### Exercise
Among the entries that follow, count the lines that contain the word "record" and say how many there are, writing nothing else.

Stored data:
------------------------------------------------------------------------

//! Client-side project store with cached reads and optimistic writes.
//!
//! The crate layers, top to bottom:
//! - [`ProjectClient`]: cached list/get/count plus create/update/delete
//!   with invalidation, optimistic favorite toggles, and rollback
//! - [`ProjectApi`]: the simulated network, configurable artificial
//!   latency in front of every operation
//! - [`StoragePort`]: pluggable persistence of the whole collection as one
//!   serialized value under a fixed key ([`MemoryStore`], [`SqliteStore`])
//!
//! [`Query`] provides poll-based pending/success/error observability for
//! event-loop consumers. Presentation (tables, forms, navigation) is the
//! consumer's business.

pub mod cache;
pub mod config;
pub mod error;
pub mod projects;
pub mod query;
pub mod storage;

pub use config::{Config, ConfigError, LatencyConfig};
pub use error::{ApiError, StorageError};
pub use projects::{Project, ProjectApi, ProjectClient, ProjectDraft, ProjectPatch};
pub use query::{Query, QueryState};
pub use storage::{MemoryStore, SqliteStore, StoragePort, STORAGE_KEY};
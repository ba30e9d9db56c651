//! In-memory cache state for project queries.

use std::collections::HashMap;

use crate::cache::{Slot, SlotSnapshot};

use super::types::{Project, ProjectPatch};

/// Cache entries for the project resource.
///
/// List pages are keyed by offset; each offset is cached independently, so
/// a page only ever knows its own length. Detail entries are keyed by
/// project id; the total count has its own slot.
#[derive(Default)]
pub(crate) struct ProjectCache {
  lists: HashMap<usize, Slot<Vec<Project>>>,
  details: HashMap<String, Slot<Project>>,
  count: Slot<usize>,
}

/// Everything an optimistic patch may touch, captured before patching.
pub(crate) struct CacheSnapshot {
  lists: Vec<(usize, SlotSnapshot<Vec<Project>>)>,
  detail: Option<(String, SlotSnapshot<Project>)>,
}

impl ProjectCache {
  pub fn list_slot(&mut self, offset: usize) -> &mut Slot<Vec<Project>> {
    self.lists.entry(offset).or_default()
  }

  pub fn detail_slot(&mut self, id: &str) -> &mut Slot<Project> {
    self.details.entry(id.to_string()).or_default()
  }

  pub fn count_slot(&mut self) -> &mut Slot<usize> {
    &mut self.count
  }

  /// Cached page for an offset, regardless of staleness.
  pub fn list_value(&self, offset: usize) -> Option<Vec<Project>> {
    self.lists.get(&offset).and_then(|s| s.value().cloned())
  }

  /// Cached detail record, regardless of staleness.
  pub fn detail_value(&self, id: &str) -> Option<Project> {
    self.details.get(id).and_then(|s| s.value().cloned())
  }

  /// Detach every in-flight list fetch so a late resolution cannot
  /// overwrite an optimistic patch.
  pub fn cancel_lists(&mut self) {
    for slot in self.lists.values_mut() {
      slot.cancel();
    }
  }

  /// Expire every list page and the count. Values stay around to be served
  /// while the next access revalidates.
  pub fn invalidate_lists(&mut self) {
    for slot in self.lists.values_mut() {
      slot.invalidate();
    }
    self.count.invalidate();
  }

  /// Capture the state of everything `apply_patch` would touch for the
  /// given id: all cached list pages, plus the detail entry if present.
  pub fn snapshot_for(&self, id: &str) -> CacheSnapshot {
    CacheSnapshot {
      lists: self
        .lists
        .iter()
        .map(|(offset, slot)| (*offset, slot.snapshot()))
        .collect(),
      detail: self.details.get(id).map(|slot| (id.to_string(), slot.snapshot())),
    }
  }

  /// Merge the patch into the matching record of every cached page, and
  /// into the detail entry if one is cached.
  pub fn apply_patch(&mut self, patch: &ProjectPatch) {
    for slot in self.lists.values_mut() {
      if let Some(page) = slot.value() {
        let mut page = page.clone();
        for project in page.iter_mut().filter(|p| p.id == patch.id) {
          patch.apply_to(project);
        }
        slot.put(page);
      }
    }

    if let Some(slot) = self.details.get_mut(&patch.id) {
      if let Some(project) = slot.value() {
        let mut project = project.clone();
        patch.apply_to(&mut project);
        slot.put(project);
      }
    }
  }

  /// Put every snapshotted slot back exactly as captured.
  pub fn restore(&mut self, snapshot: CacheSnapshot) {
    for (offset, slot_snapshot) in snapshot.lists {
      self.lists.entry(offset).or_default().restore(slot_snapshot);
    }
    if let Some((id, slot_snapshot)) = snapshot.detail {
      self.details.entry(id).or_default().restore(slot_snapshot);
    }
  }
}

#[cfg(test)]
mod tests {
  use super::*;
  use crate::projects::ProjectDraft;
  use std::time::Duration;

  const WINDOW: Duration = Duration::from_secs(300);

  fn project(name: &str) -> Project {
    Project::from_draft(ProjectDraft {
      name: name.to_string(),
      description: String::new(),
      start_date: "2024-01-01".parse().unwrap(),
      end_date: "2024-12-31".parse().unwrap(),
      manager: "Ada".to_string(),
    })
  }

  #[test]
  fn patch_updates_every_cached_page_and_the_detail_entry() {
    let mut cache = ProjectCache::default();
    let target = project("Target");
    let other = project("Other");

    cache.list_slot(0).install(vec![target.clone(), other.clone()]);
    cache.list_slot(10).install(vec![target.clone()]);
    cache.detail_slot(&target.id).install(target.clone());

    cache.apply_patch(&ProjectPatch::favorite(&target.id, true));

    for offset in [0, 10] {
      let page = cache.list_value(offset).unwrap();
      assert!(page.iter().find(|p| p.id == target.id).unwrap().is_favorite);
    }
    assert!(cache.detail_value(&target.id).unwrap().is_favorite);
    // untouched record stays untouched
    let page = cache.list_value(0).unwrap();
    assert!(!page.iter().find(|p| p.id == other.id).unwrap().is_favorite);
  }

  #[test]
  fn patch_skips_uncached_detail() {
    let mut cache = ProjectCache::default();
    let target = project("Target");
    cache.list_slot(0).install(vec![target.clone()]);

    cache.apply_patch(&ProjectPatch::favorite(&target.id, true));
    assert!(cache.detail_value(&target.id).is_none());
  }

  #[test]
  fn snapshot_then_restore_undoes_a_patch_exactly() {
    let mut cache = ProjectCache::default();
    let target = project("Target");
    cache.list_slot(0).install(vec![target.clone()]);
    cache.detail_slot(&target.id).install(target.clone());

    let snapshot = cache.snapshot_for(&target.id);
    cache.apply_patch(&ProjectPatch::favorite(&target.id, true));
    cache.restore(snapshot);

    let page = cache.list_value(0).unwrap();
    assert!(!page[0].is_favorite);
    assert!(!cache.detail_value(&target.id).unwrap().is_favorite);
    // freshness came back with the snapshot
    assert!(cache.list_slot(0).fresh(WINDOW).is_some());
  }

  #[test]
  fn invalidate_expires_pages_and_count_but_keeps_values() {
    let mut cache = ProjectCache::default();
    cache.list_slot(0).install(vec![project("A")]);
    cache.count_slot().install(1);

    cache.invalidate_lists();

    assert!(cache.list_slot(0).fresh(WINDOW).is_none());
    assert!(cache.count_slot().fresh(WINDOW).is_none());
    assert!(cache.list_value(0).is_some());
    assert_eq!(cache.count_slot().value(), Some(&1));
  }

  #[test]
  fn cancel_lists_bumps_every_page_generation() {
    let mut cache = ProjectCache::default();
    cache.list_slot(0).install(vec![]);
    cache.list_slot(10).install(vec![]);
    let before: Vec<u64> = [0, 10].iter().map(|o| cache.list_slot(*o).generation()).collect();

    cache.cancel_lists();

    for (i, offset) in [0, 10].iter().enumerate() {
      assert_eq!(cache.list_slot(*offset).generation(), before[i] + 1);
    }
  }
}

------------------------------------------------------------------------

### Task output
3